How children with autism respond to their mother’s voice
Most children react to their mother’s voice. It is an important social cue and it’s vital for children’s social-emotional learning. Babies find their mother’s voice soothing and previous research shows that teenagers are comforted by words spoken by their mother compared to when the words are delivered via text message. However, children with autism often tune out voices around them and now recent research suggests that the brains of children with autism are not wired to easily tune into their mother’s voice which contributes to difficulties in social communication.
Children without autism correctly identified their mothers' voices 97.5 per cent of the time. Children with autism identified their mothers' voices 87.8 per cent of the time which is a statistically significant difference.
Researchers from the Stanford University School of Medicine performed the first comprehensive brain network analysis of voice processing in children with Autism Spectrum Disorder (ASD). The study included 42 children ages 7 to 12. Half the children had autism, and the other half didn’t. The brains of the children were scanned using fMRI imaging while they listened to three different recorded sounds: their mother’s voice; the voices of unfamiliar women; and non-vocal environmental sounds. In the voice recordings, the women said nonsense words to avoid activating language comprehension regions in the brain. The researchers compared brain activation patterns and brain network connectivity between the two groups of children. They also asked the children to identify whether each voice recording they heard came from their mother or an unfamiliar woman.

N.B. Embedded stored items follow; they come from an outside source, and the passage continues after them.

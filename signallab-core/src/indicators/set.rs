//! IndicatorSet: every indicator the composer reads, at the final bar.

use serde::{Deserialize, Serialize};

use super::{
    Adx, AdxValue, Atr, Bollinger, BollingerValue, Ema, Indicator, Macd, MacdValue,
    RealizedVolatility, Rsi, Stochastic, StochasticValue,
};
use crate::config::{IndicatorParams, RegimeThresholds};
use crate::domain::{MarketRegime, PriceWindow};
use crate::error::SignalError;
use crate::indicators::volatility::annualize;
use crate::regime;

/// Short, medium and long EMA of the close.
#[derive(Debug, Clone, Copy, PartialEq, Serialize, Deserialize)]
pub struct EmaTriple {
    pub short: f64,
    pub medium: f64,
    pub long: f64,
}

/// Fixed-schema snapshot of all indicators for one window.
#[derive(Debug, Clone, PartialEq, Serialize, Deserialize)]
pub struct IndicatorSet {
    pub rsi: f64,
    pub macd: MacdValue,
    pub ema: EmaTriple,
    pub stochastic: StochasticValue,
    pub bollinger: BollingerValue,
    pub adx: AdxValue,
    pub atr: f64,
    /// Per-bar realized volatility of log returns.
    pub volatility: f64,
    pub annualized_volatility: f64,
    pub market_regime: MarketRegime,
}

impl IndicatorSet {
    /// Compute every indicator over the window.
    ///
    /// Fails with `InsufficientData` naming the longest-period indicator
    /// when the window is shorter than `params.min_window()`.
    pub fn compute(
        window: &PriceWindow,
        params: &IndicatorParams,
        thresholds: &RegimeThresholds,
    ) -> Result<Self, SignalError> {
        let required = params.min_window();
        if window.len() < required {
            return Err(SignalError::insufficient(
                "indicator_set",
                required,
                window.len(),
            ));
        }
        let bars = window.bars();

        let rsi = Rsi::new(params.rsi_period).latest(bars)?;
        let macd = Macd::new(params.macd_fast, params.macd_slow, params.macd_signal)
            .latest_value(bars)?;
        let ema = EmaTriple {
            short: Ema::new(params.ema_short).latest(bars)?,
            medium: Ema::new(params.ema_medium).latest(bars)?,
            long: Ema::new(params.ema_long).latest(bars)?,
        };
        let stochastic =
            Stochastic::new(params.stochastic_k, params.stochastic_d).latest_value(bars)?;
        let bollinger =
            Bollinger::new(params.bollinger_period, params.bollinger_k).latest_value(bars)?;
        let adx = Adx::new(params.adx_period).latest_value(bars)?;
        let atr = Atr::new(params.atr_period).latest(bars)?;
        let volatility = RealizedVolatility::new(params.volatility_period).latest_checked(bars)?;

        let market_regime = regime::classify(volatility, adx.adx, rsi, thresholds);

        Ok(Self {
            rsi,
            macd,
            ema,
            stochastic,
            bollinger,
            adx,
            atr,
            volatility,
            annualized_volatility: annualize(volatility, window.timeframe()),
            market_regime,
        })
    }
}
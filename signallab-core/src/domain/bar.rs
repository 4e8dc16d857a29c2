//! PriceBar: the fundamental market data unit.

use chrono::{DateTime, Utc};
use serde::{Deserialize, Serialize};

/// OHLCV bar for one symbol at one timeframe.
///
/// Produced by the external data supplier; the engine never mutates it.
#[derive(Debug, Clone, Copy, PartialEq, Serialize, Deserialize)]
pub struct PriceBar {
    pub timestamp: DateTime<Utc>,
    pub open: f64,
    pub high: f64,
    pub low: f64,
    pub close: f64,
    pub volume: f64,
}

impl PriceBar {
    /// Returns true if every OHLCV field is a finite number.
    pub fn is_finite(&self) -> bool {
        self.open.is_finite()
            && self.high.is_finite()
            && self.low.is_finite()
            && self.close.is_finite()
            && self.volume.is_finite()
    }

    /// Basic OHLC sanity check: high bounds the body, low bounds the body,
    /// prices positive.
    pub fn is_sane(&self) -> bool {
        if !self.is_finite() {
            return false;
        }
        self.high >= self.low
            && self.high >= self.open
            && self.high >= self.close
            && self.low <= self.open
            && self.low <= self.close
            && self.low > 0.0
            && self.volume >= 0.0
    }
}

#[cfg(test)]
mod tests {
    use super::*;
    use chrono::TimeZone;

    fn sample_bar() -> PriceBar {
        PriceBar {
            timestamp: Utc.with_ymd_and_hms(2024, 1, 2, 0, 0, 0).unwrap(),
            open: 100.0,
            high: 105.0,
            low: 98.0,
            close: 103.0,
            volume: 50_000.0,
        }
    }

    #[test]
    fn bar_is_sane() {
        assert!(sample_bar().is_sane());
    }

    #[test]
    fn bar_detects_non_finite() {
        let mut bar = sample_bar();
        bar.close = f64::NAN;
        assert!(!bar.is_finite());
        assert!(!bar.is_sane());

        let mut bar = sample_bar();
        bar.volume = f64::INFINITY;
        assert!(!bar.is_finite());
    }

    #[test]
    fn bar_detects_inverted_range() {
        let mut bar = sample_bar();
        bar.high = 97.0;
        assert!(!bar.is_sane());
    }

    #[test]
    fn bar_serialization_roundtrip() {
        let bar = sample_bar();
        let json = serde_json::to_string(&bar).unwrap();
        let back: PriceBar = serde_json::from_str(&json).unwrap();
        assert_eq!(bar, back);
    }
}
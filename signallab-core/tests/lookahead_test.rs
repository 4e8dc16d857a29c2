//! Look-ahead contamination tests for every indicator.
//!
//! No indicator value at bar t may depend on price data from bar t+1 or later.
//!
//! Method: compute on a truncated series (bars 0..100) and the full series
//! (bars 0..200). Bars 0..100 must be identical between both runs.

use chrono::{Duration, TimeZone, Utc};
use signallab_core::indicators::*;
use signallab_core::PriceBar;

/// Deterministic pseudo-random walk driven by a simple LCG.
fn make_test_bars(n: usize) -> Vec<PriceBar> {
    let base = Utc.with_ymd_and_hms(2024, 1, 2, 0, 0, 0).unwrap();
    let mut bars = Vec::with_capacity(n);
    let mut price = 100.0;

    for i in 0..n {
        let seed = (i as u64).wrapping_mul(6364136223846793005).wrapping_add(1);
        let change = ((seed % 200) as f64 - 100.0) * 0.05;
        price = (price + change).max(10.0);

        let open = price - 0.5;
        let close = price + 0.3;
        bars.push(PriceBar {
            timestamp: base + Duration::hours(i as i64),
            open,
            high: open.max(close) + 2.0,
            low: open.min(close) - 2.0,
            close,
            volume: 1000.0 + i as f64 * 100.0,
        });
    }

    bars
}

fn assert_no_lookahead(indicator: &dyn Indicator, full_bars: &[PriceBar], truncated_len: usize) {
    let full = indicator.compute(full_bars);
    let truncated = indicator.compute(&full_bars[..truncated_len]);
    assert_eq!(truncated.len(), truncated_len, "{}: length mismatch", indicator.name());
    assert_eq!(full.len(), full_bars.len(), "{}: length mismatch", indicator.name());

    for i in 0..truncated_len {
        let (t, f) = (truncated[i], full[i]);
        if t.is_nan() && f.is_nan() {
            continue;
        }
        assert!(
            (t - f).abs() < 1e-10,
            "{}: look-ahead contamination at bar {i}: truncated={t}, full={f}",
            indicator.name()
        );
    }
}

#[test]
fn lookahead_moving_averages() {
    let bars = make_test_bars(200);
    assert_no_lookahead(&Sma::new(20), &bars, 100);
    assert_no_lookahead(&Ema::new(9), &bars, 100);
    assert_no_lookahead(&Ema::new(50), &bars, 100);
}

#[test]
fn lookahead_rsi() {
    let bars = make_test_bars(200);
    assert_no_lookahead(&Rsi::new(14), &bars, 100);
    assert_no_lookahead(&Rsi::new(7), &bars, 100);
}

#[test]
fn lookahead_macd() {
    let bars = make_test_bars(200);
    assert_no_lookahead(&Macd::new(12, 26, 9), &bars, 100);
}

#[test]
fn lookahead_bollinger() {
    let bars = make_test_bars(200);
    assert_no_lookahead(&Bollinger::new(20, 2.0), &bars, 100);
}

#[test]
fn lookahead_adx_and_atr() {
    let bars = make_test_bars(200);
    assert_no_lookahead(&Adx::new(14), &bars, 100);
    assert_no_lookahead(&Atr::new(14), &bars, 100);
}

#[test]
fn lookahead_stochastic_and_volatility() {
    let bars = make_test_bars(200);
    assert_no_lookahead(&Stochastic::new(14, 3), &bars, 100);
    assert_no_lookahead(&RealizedVolatility::new(20), &bars, 100);
}

#[test]
fn latest_matches_full_series_tail() {
    let bars = make_test_bars(120);
    let rsi = Rsi::new(14);
    let series = rsi.compute(&bars);
    assert_eq!(rsi.latest(&bars).unwrap(), series[119]);
    assert_eq!(rsi.latest(&bars[..80]).unwrap(), series[79]);
}
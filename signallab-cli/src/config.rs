//! CLI configuration file: engine, simulation and logging sections.
//!
//! ```toml
//! [engine.scoring]
//! decision_margin = 25.0
//!
//! [simulation]
//! iterations = 5000
//! seed = 42
//!
//! [logging]
//! level = "debug"
//! format = "json"
//! ```

use anyhow::{Context, Result};
use serde::{Deserialize, Serialize};
use std::path::Path;

use signallab_core::EngineConfig;
use signallab_risk::SimulationConfig;

use crate::logging::LoggingConfig;

#[derive(Debug, Clone, Default, PartialEq, Serialize, Deserialize)]
#[serde(default)]
pub struct AppConfig {
    pub engine: EngineConfig,
    pub simulation: SimulationConfig,
    pub logging: LoggingConfig,
}

impl AppConfig {
    /// Defaults when no path is given, otherwise the parsed and validated file.
    pub fn load(path: Option<&Path>) -> Result<Self> {
        match path {
            Some(p) => Self::from_file(p),
            None => Ok(Self::default()),
        }
    }

    pub fn from_file(path: &Path) -> Result<Self> {
        let content = std::fs::read_to_string(path)
            .with_context(|| format!("failed to read config {}", path.display()))?;
        Self::from_toml(&content).with_context(|| format!("invalid config {}", path.display()))
    }

    pub fn from_toml(content: &str) -> Result<Self> {
        let config: Self = toml::from_str(content).context("failed to parse TOML")?;
        config.engine.validate()?;
        config.simulation.validate()?;
        Ok(config)
    }
}
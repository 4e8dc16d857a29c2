//! SignalLab Core: indicators, regime classification, signal composition
//! and position sizing.
//!
//! This crate is pure computation:
//! - Domain types (bars, windows, timeframes, signals)
//! - Indicator library (RSI, EMA, MACD, Bollinger, ADX/DI, ATR, Stochastic,
//!   realized volatility) with an explicit insufficient-data policy
//! - Market regime classifier
//! - Weighted bullish/bearish signal composer
//! - ATR-based stop-loss / take-profit sizing
//! - Caller-owned indicator cache
//!
//! No I/O, no global state. Every evaluation is independent, so windows for
//! different (symbol, timeframe) pairs can be evaluated in parallel.

pub mod cache;
pub mod composer;
pub mod config;
pub mod domain;
pub mod engine;
pub mod error;
pub mod indicators;
pub mod regime;
pub mod sizer;

pub use cache::IndicatorCache;
pub use composer::{Composition, SignalComposer};
pub use config::{
    ConfigError, EngineConfig, IndicatorParams, RegimeThresholds, ScoringConfig, ScoringWeights,
    SizingConfig, CONFIG_VERSION,
};
pub use domain::{
    Direction, MarketRegime, PriceBar, PriceWindow, ScoreBreakdown, Signal, Timeframe,
};
pub use engine::SignalEngine;
pub use error::SignalError;
pub use indicators::IndicatorSet;
pub use sizer::{PositionLevels, PositionSizer};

Children without autism correctly identified their mothers’ voices 97.5 per cent of the time. Children with autism identified their mothers’ voices 87.8 per cent of the time which is a statistically significant difference. When comparing brain response to unfamiliar voices with the response to environmental sounds, the researchers found that the brain responded similarly in children with and without autism, although children with autism had less brain activity in one area of the auditory association cortex. When comparing the brain response to mother’s voice versus unfamiliar voices, children without autism had many more areas of the brain activated. The sound of their mother’s voice-activated part of the hippocampus, a learning and memory region, as well as face-processing regions. Brain connectivity patterns were also different between children without autism and those with autism in other areas of the brain including the auditory-processing regions, reward-processing regions and regions that determine the importance of incoming information. The researchers found that the network impairment in individual children with autism was also linked to their individual level of social communication impairment.
The study shows that brain responses to a mother’s voice are vital for building social communication ability in children. But these responses are different in children with autism, supporting the social motivation theory of autism, which suggests that social interaction is less engaging for children with the disorder than those without it.